:: Data provided

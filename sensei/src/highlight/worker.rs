//! Background thread that owns the syntect syntax and theme sets.
//!
//! The loop blocks on the request channel, skips straight to the newest
//! request when several queued up during typing, and sends the styled lines
//! back over the event bus.

use std::sync::LazyLock;

use crossbeam_channel::Receiver;
use ratatui::style::{Color, Modifier, Style};
use ratatui::text::{Line, Span};
use syntect::easy::HighlightLines;
use syntect::highlighting::ThemeSet;
use syntect::parsing::SyntaxSet;
use tokio::sync::mpsc::UnboundedSender;

use sensei_core::types::Language;

use crate::event::AppEvent;
use crate::highlight::types::{HighlightPayload, HighlightRequest};

static PS: LazyLock<SyntaxSet> = LazyLock::new(SyntaxSet::load_defaults_newlines);
static TS: LazyLock<ThemeSet> = LazyLock::new(ThemeSet::load_defaults);

/// Entry point for the highlighter thread. Returns when every sender is gone.
pub fn highlight_worker_loop(rx: Receiver<HighlightRequest>, event_tx: UnboundedSender<AppEvent>) {
    // Load the sets up front so the first request is not slow.
    let _ = &*PS;
    let _ = &*TS;

    while let Ok(first) = rx.recv() {
        let request = rx.try_iter().last().unwrap_or(first);
        let lines = highlight_text(&request.text, request.language);
        let payload = HighlightPayload { revision: request.revision, language: request.language, lines };
        if event_tx.send(AppEvent::Highlighted(Box::new(payload))).is_err() {
            break;
        }
    }
    tracing::debug!("highlighter thread exiting");
}

/// Highlights `text` line by line. Falls back to unstyled lines when the
/// language or theme is unavailable.
pub fn highlight_text(text: &str, language: Language) -> Vec<Line<'static>> {
    let theme = TS.themes.get("base16-ocean.dark").or_else(|| TS.themes.values().next());
    let syntax = PS
        .find_syntax_by_extension(language.extension())
        .unwrap_or_else(|| PS.find_syntax_plain_text());

    let Some(theme) = theme else {
        return text.split('\n').map(|l| Line::raw(l.to_owned())).collect();
    };

    let mut h = HighlightLines::new(syntax, theme);
    text.split('\n')
        .map(|line| {
            // The newline-aware syntax set expects each line to keep its `\n`.
            let with_nl = format!("{line}\n");
            let ranges = h.highlight_line(&with_nl, &PS).unwrap_or_default();
            let spans: Vec<Span<'static>> = ranges
                .into_iter()
                .map(|(style, piece)| syntect_to_span(style, piece.trim_end_matches('\n')))
                .filter(|s| !s.content.is_empty())
                .collect();
            if spans.is_empty() {
                Line::raw(line.to_owned())
            } else {
                Line::from(spans)
            }
        })
        .collect()
}

/// Converts a syntect style/text pair into an owned ratatui span.
///
/// Only the foreground is carried over so the editor's own background (the
/// active-block highlight) shows through.
fn syntect_to_span(style: syntect::highlighting::Style, content: &str) -> Span<'static> {
    let fg = style.foreground;
    let mut ratatui_style = Style::default();
    if fg.a > 0 {
        ratatui_style = ratatui_style.fg(Color::Rgb(fg.r, fg.g, fg.b));
    }
    if style.font_style.contains(syntect::highlighting::FontStyle::BOLD) {
        ratatui_style = ratatui_style.add_modifier(Modifier::BOLD);
    }
    if style.font_style.contains(syntect::highlighting::FontStyle::ITALIC) {
        ratatui_style = ratatui_style.add_modifier(Modifier::ITALIC);
    }
    if style.font_style.contains(syntect::highlighting::FontStyle::UNDERLINE) {
        ratatui_style = ratatui_style.add_modifier(Modifier::UNDERLINED);
    }
    Span::styled(content.to_owned(), ratatui_style)
}
//! Per-block follow-up conversations.
//!
//! Histories are keyed by [`BlockId`], so re-rendering, collapsing or switching
//! tabs never moves a message from one block to another. Entries are
//! append-only. Each history allows one outstanding chat call and cannot be
//! reset while it is out. The pending slot holds a ticket number so a reply
//! that arrives after the store was cleared for a new result is dropped.

use std::collections::HashMap;

use crate::error::{ApiError, ConversationError};
use crate::types::{BlockId, ChatRequest, ConversationEntry, Language};

#[derive(Debug, Default)]
struct History {
    entries: Vec<ConversationEntry>,
    pending: Option<u64>,
}

/// A chat call that has been started but not finished.
///
/// Returned by [`ConversationStore::begin_send`]; hand it back to
/// [`ConversationStore::finish_send`] together with the outcome.
#[derive(Debug, Clone, PartialEq, Eq)]
pub struct PendingChat {
    pub block: BlockId,
    pub ticket: u64,
    pub request: ChatRequest,
}

#[derive(Debug, Default)]
pub struct ConversationStore {
    histories: HashMap<BlockId, History>,
    next_ticket: u64,
}

impl ConversationStore {
    pub fn new() -> Self {
        Self::default()
    }

    /// Ordered history for `id`; empty if nothing was said yet.
    pub fn history(&self, id: &BlockId) -> &[ConversationEntry] {
        self.histories.get(id).map(|h| h.entries.as_slice()).unwrap_or(&[])
    }

    /// Appends to `id`'s history, creating it on first use.
    pub fn append(&mut self, id: &BlockId, entry: ConversationEntry) {
        self.histories.entry(id.clone()).or_default().entries.push(entry);
    }

    /// Drops `id`'s history.
    ///
    /// # Errors
    ///
    /// [`ConversationError::ReplyPending`] while a reply for `id` is
    /// outstanding; the history is left as it was.
    pub fn reset(&mut self, id: &BlockId) -> Result<(), ConversationError> {
        if self.is_pending(id) {
            return Err(ConversationError::ReplyPending);
        }
        self.histories.remove(id);
        Ok(())
    }

    /// Drops every history. Called when a new result set is installed.
    pub fn clear(&mut self) {
        self.histories.clear();
    }

    /// `true` while a reply for `id` is outstanding; the send control for that
    /// block is disabled.
    pub fn is_pending(&self, id: &BlockId) -> bool {
        self.histories.get(id).is_some_and(|h| h.pending.is_some())
    }

    pub fn len(&self) -> usize {
        self.histories.len()
    }

    pub fn is_empty(&self) -> bool {
        self.histories.is_empty()
    }

    /// Starts a send: appends the user's message immediately and builds the
    /// request for the service.
    ///
    /// The request's `history` is what preceded this message, without local
    /// error notices.
    ///
    /// # Errors
    ///
    /// [`ConversationError::EmptyMessage`] for blank input and
    /// [`ConversationError::SendInFlight`] while a reply for `id` is pending.
    /// Neither touches the history.
    pub fn begin_send(
        &mut self,
        id: &BlockId,
        message: &str,
        code_context: &str,
        language: Language,
    ) -> Result<PendingChat, ConversationError> {
        if message.trim().is_empty() {
            return Err(ConversationError::EmptyMessage);
        }
        if self.is_pending(id) {
            return Err(ConversationError::SendInFlight);
        }

        self.next_ticket += 1;
        let ticket = self.next_ticket;
        let history = self.histories.entry(id.clone()).or_default();

        let prior: Vec<ConversationEntry> =
            history.entries.iter().filter(|e| !e.error).cloned().collect();
        history.entries.push(ConversationEntry::user(message));
        history.pending = Some(ticket);

        tracing::debug!(block = %id, ticket, "chat send started");
        Ok(PendingChat {
            block: id.clone(),
            ticket,
            request: ChatRequest {
                message: message.to_owned(),
                code_context: code_context.to_owned(),
                language,
                history: prior,
            },
        })
    }

    /// Completes a send with the service's answer or failure.
    ///
    /// Success appends the assistant reply; failure appends one error notice.
    /// The user's message stays either way. Returns `false` if the store was
    /// cleared since the send began, in which case nothing is written.
    pub fn finish_send(
        &mut self,
        pending: &PendingChat,
        outcome: Result<String, ApiError>,
    ) -> bool {
        let Some(history) = self.histories.get_mut(&pending.block) else {
            tracing::debug!(block = %pending.block, "dropping reply for discarded history");
            return false;
        };
        if history.pending != Some(pending.ticket) {
            tracing::debug!(block = %pending.block, ticket = pending.ticket, "dropping stale reply");
            return false;
        }
        history.pending = None;

        let entry = match outcome {
            Ok(reply) => ConversationEntry::assistant(reply),
            Err(err) => {
                tracing::warn!(block = %pending.block, error = %err, "chat request failed");
                ConversationEntry::error_notice(err.chat_notice())
            }
        };
        history.entries.push(entry);
        true
    }
}
//! Report panel renderer.
//!
//! Four views: loading, error, ready (nothing analysed yet, or no functions
//! found) and the card list. Cards are laid out as plain rows so the panel
//! knows exactly where each one lands; the visible part of every card is
//! written back to `AppState.card_rects` for mouse hover.

use ratatui::{
    Frame,
    layout::{Alignment, Rect},
    style::{Modifier, Style},
    text::{Line, Span},
    widgets::Paragraph,
};

use textwrap::{Options, WrapAlgorithm};
use unicode_width::UnicodeWidthStr;

use sensei_core::report_view::{CardState, ReportTab};
use sensei_core::types::{
    BlockMeta, ConversationEntry, QualityReport, Rating, Role,
};
use sensei_core::SessionStatus;

use crate::app::{AppState, Mode, PanelFocus};
use crate::theme::Theme;
use crate::ui::layout::{inner_rect, panel_block, SPINNER};

pub fn render_report(frame: &mut Frame, area: Rect, state: &mut AppState, theme: &Theme) {
    let is_focused = state.focus == PanelFocus::Report;
    frame.render_widget(panel_block(" Sensei Report ", is_focused, theme), area);

    let inner = inner_rect(area);
    state.report_viewport_height = inner.height;
    state.card_rects.clear();
    if inner.width == 0 || inner.height == 0 {
        return;
    }

    match state.session.status() {
        SessionStatus::Loading => {
            let spin = SPINNER[state.spinner % SPINNER.len()];
            render_message(
                frame,
                inner,
                vec![
                    Line::styled(format!("{spin} Analyzing your code..."), Style::default().fg(theme.muted)),
                ],
            );
        }
        SessionStatus::Error => {
            let mut lines = vec![
                Line::styled(
                    "Analysis Failed",
                    Style::default().fg(theme.error).add_modifier(Modifier::BOLD),
                ),
                Line::raw(""),
            ];
            let message = state.session.error().unwrap_or_default();
            lines.extend(
                wrap_text(message, inner.width as usize)
                    .into_iter()
                    .map(|l| Line::styled(l, Style::default().fg(theme.error))),
            );
            lines.push(Line::raw(""));
            lines.push(Line::styled("Press r to try again.", Style::default().fg(theme.muted)));
            render_message(frame, inner, lines);
        }
        SessionStatus::Idle => {
            render_message(
                frame,
                inner,
                vec![
                    Line::styled("Ready to analyze", Style::default().add_modifier(Modifier::BOLD)),
                    Line::raw(""),
                    Line::styled(
                        "Write or paste code on the left, then press r.",
                        Style::default().fg(theme.muted),
                    ),
                ],
            );
        }
        SessionStatus::Success if state.card_count() == 0 => {
            render_message(
                frame,
                inner,
                vec![Line::styled("No functions found to analyze.", Style::default().fg(theme.muted))],
            );
        }
        SessionStatus::Success => render_cards(frame, inner, state, theme),
    }
}

fn render_message(frame: &mut Frame, area: Rect, lines: Vec<Line<'static>>) {
    let top = area.height.saturating_sub(lines.len() as u16) / 3;
    let area = Rect { y: area.y + top, height: area.height - top, ..area };
    frame.render_widget(Paragraph::new(lines).alignment(Alignment::Center), area);
}

/// Rows of one card plus its identity, before scrolling is applied.
struct CardRows {
    id: sensei_core::types::BlockId,
    lines: Vec<Line<'static>>,
}

fn render_cards(frame: &mut Frame, inner: Rect, state: &mut AppState, theme: &Theme) {
    let width = inner.width as usize;
    let selected = state.selected_block();
    let active = state.session.active_block().map(BlockMeta::id);
    let chatting = state.mode == Mode::Chat;

    let cards: Vec<CardRows> = state
        .session
        .cards()
        .into_iter()
        .map(|(meta, report)| {
            let id = meta.id();
            let view = CardView {
                meta,
                report,
                card: state.session.card(&id),
                history: state.session.history(&id),
                pending: state.session.is_chat_pending(&id),
                selected: selected.as_ref() == Some(&id),
                active: active.as_ref() == Some(&id),
                input: (chatting && selected.as_ref() == Some(&id)).then_some(state.chat_input.as_str()),
                spinner: SPINNER[state.spinner % SPINNER.len()],
            };
            CardRows { lines: view.lines(width, theme), id }
        })
        .collect();

    let mut offsets = Vec::with_capacity(cards.len());
    let mut total = 0usize;
    for card in &cards {
        offsets.push(total);
        total += card.lines.len();
    }

    // Keep the selected card's header on screen while navigating by keyboard.
    let height = inner.height as usize;
    let mut scroll = (state.report_scroll as usize).min(total.saturating_sub(1));
    if state.focus == PanelFocus::Report {
        if let Some(idx) = cards.iter().position(|c| Some(&c.id) == selected.as_ref()) {
            let start = offsets[idx];
            if start < scroll {
                scroll = start;
            } else if start >= scroll + height {
                scroll = start;
            }
        }
    }
    state.report_scroll = u16::try_from(scroll).unwrap_or(u16::MAX);

    let mut visible = Vec::with_capacity(height);
    for (card, &start) in cards.iter().zip(&offsets) {
        let end = start + card.lines.len();
        let top = start.max(scroll);
        let bottom = end.min(scroll + height);
        if top >= bottom {
            continue;
        }
        state.card_rects.push((
            card.id.clone(),
            Rect {
                x: inner.x,
                y: inner.y + (top - scroll) as u16,
                width: inner.width,
                height: (bottom - top) as u16,
            },
        ));
        visible.extend(card.lines[top - start..bottom - start].iter().cloned());
    }

    frame.render_widget(Paragraph::new(visible), inner);
}

/// Everything needed to lay out one card.
struct CardView<'a> {
    meta: &'a BlockMeta,
    report: &'a QualityReport,
    card: CardState,
    history: &'a [ConversationEntry],
    pending: bool,
    selected: bool,
    active: bool,
    /// Chat draft, shown only while typing into this card.
    input: Option<&'a str>,
    spinner: &'static str,
}

impl CardView<'_> {
    fn lines(&self, width: usize, theme: &Theme) -> Vec<Line<'static>> {
        let mut out = Vec::new();
        let body_width = width.saturating_sub(2).max(1);
        let muted = Style::default().fg(theme.muted);

        // Header
        let accent = if self.selected { "▌" } else { " " };
        let fold = if self.card.expanded { "▾" } else { "▸" };
        let mut title = Style::default().fg(theme.card_title).add_modifier(Modifier::BOLD);
        if self.active {
            title = title.bg(theme.active_highlight_bg);
        }
        let badge = format!("Score: {}/10", format_score(self.report.quality_score));
        let name = format!("{}()", self.meta.function_name);
        let gap = width.saturating_sub(4 + name.width() + badge.width()).max(1);
        out.push(Line::from(vec![
            Span::styled(accent, Style::default().fg(theme.border_active)),
            Span::raw(format!("{fold} ")),
            Span::styled(name, title),
            Span::raw(" ".repeat(gap)),
            Span::styled(
                badge,
                Style::default().fg(theme.score(self.report.quality_score)).add_modifier(Modifier::BOLD),
            ),
        ]));
        out.push(Line::styled(
            format!("  Lines {} - {}", self.meta.start_line, self.meta.end_line),
            muted,
        ));

        if self.card.expanded {
            let (report_style, chat_style) = match self.card.tab {
                ReportTab::Report => (Style::default().fg(theme.tab_active).add_modifier(Modifier::BOLD | Modifier::UNDERLINED), muted),
                ReportTab::Chat => (muted, Style::default().fg(theme.tab_active).add_modifier(Modifier::BOLD | Modifier::UNDERLINED)),
            };
            out.push(Line::from(vec![
                Span::raw("  "),
                Span::styled("Report", report_style),
                Span::raw("  "),
                Span::styled("Chat", chat_style),
            ]));
            out.push(Line::raw(""));

            match self.card.tab {
                ReportTab::Report => self.report_lines(&mut out, body_width, theme),
                ReportTab::Chat => self.chat_lines(&mut out, body_width, theme),
            }
        }

        out.push(Line::styled("─".repeat(width), Style::default().fg(theme.border_inactive)));
        out
    }

    fn report_lines(&self, out: &mut Vec<Line<'static>>, width: usize, theme: &Theme) {
        let muted = Style::default().fg(theme.muted);
        let label = muted.add_modifier(Modifier::BOLD);

        out.push(indent(Line::styled("Logic", label)));
        for l in wrap_text(&self.report.plain_english_explanation, width) {
            out.push(indent(Line::raw(l)));
        }
        out.push(Line::raw(""));
        out.push(indent(Line::from(vec![
            Span::styled("Complexity: ", label),
            Span::styled(self.report.complexity_estimate.clone(), Style::default().fg(theme.complexity)),
        ])));
        out.push(Line::raw(""));

        if self.report.issues.is_empty() {
            out.push(indent(Line::styled("✓ Clean code, no issues found.", Style::default().fg(theme.score_good))));
        } else {
            out.push(indent(Line::styled(format!("Issues ({})", self.report.issues.len()), label)));
            for issue in &self.report.issues {
                out.push(indent(Line::from(vec![
                    Span::styled(format!("• {}", issue.issue_type), Style::default().fg(theme.issue).add_modifier(Modifier::BOLD)),
                    Span::styled(format!(" [{}]", issue.severity.as_str()), muted),
                ])));
                for l in wrap_text(&issue.description, width.saturating_sub(2).max(1)) {
                    out.push(indent(Line::raw(format!("  {l}"))));
                }
                if let Some(fix) = issue.fix_suggestion.as_deref().filter(|f| !f.trim().is_empty()) {
                    out.push(indent(Line::styled("  Suggested fix:", muted)));
                    for l in fix.lines() {
                        out.push(indent(Line::styled(format!("    {l}"), Style::default().fg(theme.fix))));
                    }
                }
            }
        }
        out.push(Line::raw(""));

        let feedback = match self.card.vote {
            Some(Rating::Helpful) => Line::styled("Thanks! Marked as helpful.", muted),
            Some(Rating::NotHelpful) => Line::styled("Thanks! Marked as not helpful.", muted),
            None => Line::styled("Was this helpful?  + yes   - no", muted),
        };
        out.push(indent(feedback));
    }

    fn chat_lines(&self, out: &mut Vec<Line<'static>>, width: usize, theme: &Theme) {
        let muted = Style::default().fg(theme.muted);

        if self.history.is_empty() && !self.pending {
            out.push(indent(Line::styled("Ask a question about this function.", muted)));
        }
        for entry in self.history {
            let (who, style) = match (entry.role, entry.error) {
                (_, true) => ("Sensei", Style::default().fg(theme.error)),
                (Role::User, _) => ("You", Style::default().fg(theme.chat_user)),
                (Role::Assistant, _) => ("Sensei", Style::default().fg(theme.chat_assistant)),
            };
            out.push(indent(Line::styled(format!("{who}:"), style.add_modifier(Modifier::BOLD))));
            for l in wrap_text(&entry.content, width.saturating_sub(2).max(1)) {
                out.push(indent(Line::styled(format!("  {l}"), style)));
            }
        }
        if self.pending {
            out.push(indent(Line::styled(format!("{} Sensei is thinking...", self.spinner), muted)));
        }
        out.push(Line::raw(""));

        match self.input {
            Some(draft) => {
                let prompt = format!("> {draft}█");
                for l in wrap_text(&prompt, width) {
                    out.push(indent(Line::styled(l, Style::default().fg(theme.chat_user))));
                }
            }
            None => out.push(indent(Line::styled("Press i to ask, x to clear.", muted))),
        }
    }
}

fn indent(line: Line<'static>) -> Line<'static> {
    let mut spans = vec![Span::raw("  ")];
    spans.extend(line.spans);
    Line::from(spans).style(line.style)
}

/// `9.0` as `9`, `7.5` as `7.5`.
fn format_score(score: f64) -> String {
    if score.fract() == 0.0 {
        format!("{score:.0}")
    } else {
        format!("{score:.1}")
    }
}

/// Word wrap by display width. Existing line breaks are kept and words wider
/// than `width` are split.
pub fn wrap_text(text: &str, width: usize) -> Vec<String> {
    let options = Options::new(width.max(1)).wrap_algorithm(WrapAlgorithm::FirstFit);
    textwrap::wrap(text, options).into_iter().map(|l| l.into_owned()).collect()
}

#[cfg(test)]
mod tests {
    use super::*;
    use pretty_assertions::assert_eq;

    #[test]
    fn wraps_on_words_and_keeps_breaks() {
        assert_eq!(
            wrap_text("the quick brown fox\njumps", 10),
            vec!["the quick", "brown fox", "jumps"]
        );
    }

    #[test]
    fn splits_words_longer_than_the_width() {
        assert_eq!(wrap_text("ab abcdefgh", 4), vec!["ab", "abcd", "efgh"]);
        assert_eq!(wrap_text("", 4), vec![""]);
    }

    #[test]
    fn wide_characters_wrap_by_column() {
        let lines = wrap_text("日本語日本語 ok", 6);
        assert!(lines.iter().all(|l| l.width() <= 6), "{lines:?}");
        assert_eq!(lines.concat(), "日本語日本語ok");

        let emoji = wrap_text("🦀🦀🦀🦀", 4);
        assert_eq!(emoji, vec!["🦀🦀", "🦀🦀"]);
    }

    #[test]
    fn header_gap_uses_display_width() {
        let theme = Theme::dark();
        let meta = BlockMeta {
            function_name: "計算".to_owned(),
            start_line: 1,
            end_line: 2,
            code: String::new(),
        };
        let report = QualityReport {
            quality_score: 9.0,
            complexity_estimate: "O(1)".to_owned(),
            plain_english_explanation: String::new(),
            issues: Vec::new(),
        };
        let view = CardView {
            meta: &meta,
            report: &report,
            card: CardState { expanded: false, ..CardState::default() },
            history: &[],
            pending: false,
            selected: false,
            active: false,
            input: None,
            spinner: SPINNER[0],
        };
        let lines = view.lines(30, &theme);
        assert_eq!(lines[0].width(), 29, "two-column glyphs must shrink the gap");
    }

    #[test]
    fn scores_drop_a_zero_fraction() {
        assert_eq!(format_score(9.0), "9");
        assert_eq!(format_score(7.5), "7.5");
    }
}
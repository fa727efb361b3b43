//! Client for the remote analysis service.
//!
//! [`ReviewService`] is the seam the front end and the tests program against;
//! [`HttpReviewService`] is the `reqwest` implementation.

use std::time::Duration;

use async_trait::async_trait;
use serde::de::DeserializeOwned;
use serde::{Deserialize, Serialize};

use crate::error::{ApiError, Result};
use crate::types::{AnalysisRequest, AnalysisResult, ChatRequest, FeedbackRequest};

pub const DEFAULT_BASE_URL: &str = "http://localhost:8000";
pub const DEFAULT_TIMEOUT: Duration = Duration::from_secs(120);

#[async_trait]
pub trait ReviewService: Send + Sync {
    /// `POST /analyze`.
    async fn analyze(&self, request: &AnalysisRequest) -> Result<AnalysisResult>;
    /// `POST /chat`; returns the assistant's reply text.
    async fn chat(&self, request: &ChatRequest) -> Result<String>;
    /// `POST /feedback`.
    async fn feedback(&self, request: &FeedbackRequest) -> Result<()>;
}

#[derive(Deserialize)]
struct ChatResponse {
    response: String,
}

#[derive(Deserialize)]
struct ErrorBody {
    detail: String,
}

/// HTTP/JSON implementation of [`ReviewService`].
#[derive(Debug, Clone)]
pub struct HttpReviewService {
    http: reqwest::Client,
    base_url: String,
}

impl HttpReviewService {
    /// Builds a client for `base_url` with a per-request `timeout`.
    ///
    /// # Errors
    ///
    /// Returns [`ApiError::Transport`] if the underlying client cannot be
    /// constructed (TLS backend initialisation).
    pub fn new(base_url: &str, timeout: Duration) -> Result<Self> {
        let http = reqwest::Client::builder()
            .timeout(timeout)
            .build()
            .map_err(ApiError::Transport)?;
        Ok(Self { http, base_url: base_url.trim_end_matches('/').to_owned() })
    }

    pub fn base_url(&self) -> &str {
        &self.base_url
    }

    fn url(&self, path: &str) -> String {
        format!("{}/{}", self.base_url, path.trim_start_matches('/'))
    }

    /// Sends `body` to `path` and returns the raw response body on 2xx.
    async fn post(&self, path: &str, body: &impl Serialize) -> Result<Vec<u8>> {
        let url = self.url(path);
        tracing::debug!(%url, "POST");
        let response = self.http.post(&url).json(body).send().await.map_err(ApiError::Transport)?;
        let status = response.status();
        let bytes = response.bytes().await.map_err(ApiError::Transport)?;

        if status.is_success() {
            return Ok(bytes.to_vec());
        }

        match serde_json::from_slice::<ErrorBody>(&bytes) {
            Ok(ErrorBody { detail }) => {
                Err(ApiError::Service { status: status.as_u16(), detail })
            }
            Err(_) => Err(ApiError::UnexpectedStatus { status: status.as_u16() }),
        }
    }

    async fn post_json<T: DeserializeOwned>(&self, path: &str, body: &impl Serialize) -> Result<T> {
        let body = self.post(path, body).await?;
        Ok(serde_json::from_slice(&body)?)
    }
}

#[async_trait]
impl ReviewService for HttpReviewService {
    async fn analyze(&self, request: &AnalysisRequest) -> Result<AnalysisResult> {
        self.post_json("analyze", request).await
    }

    async fn chat(&self, request: &ChatRequest) -> Result<String> {
        let reply: ChatResponse = self.post_json("chat", request).await?;
        Ok(reply.response)
    }

    async fn feedback(&self, request: &FeedbackRequest) -> Result<()> {
        self.post("feedback", request).await.map(|_| ())
    }
}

::::

Problem description: What is needed is an exact copy of the lines above, from the one containing "use crate::theme::Theme;" through the one containing "if inner.width == 0", with nothing added.

Solution for this exercise:
use crate::theme::Theme;
use crate::ui::layout::{inner_rect, panel_block, SPINNER};

pub fn render_report(frame: &mut Frame, area: Rect, state: &mut AppState, theme: &Theme) {
    let is_focused = state.focus == PanelFocus::Report;
    frame.render_widget(panel_block(" Sensei Report ", is_focused, theme), area);

    let inner = inner_rect(area);
    state.report_viewport_height = inner.height;
    state.card_rects.clear();
    if inner.width == 0 || inner.height == 0 {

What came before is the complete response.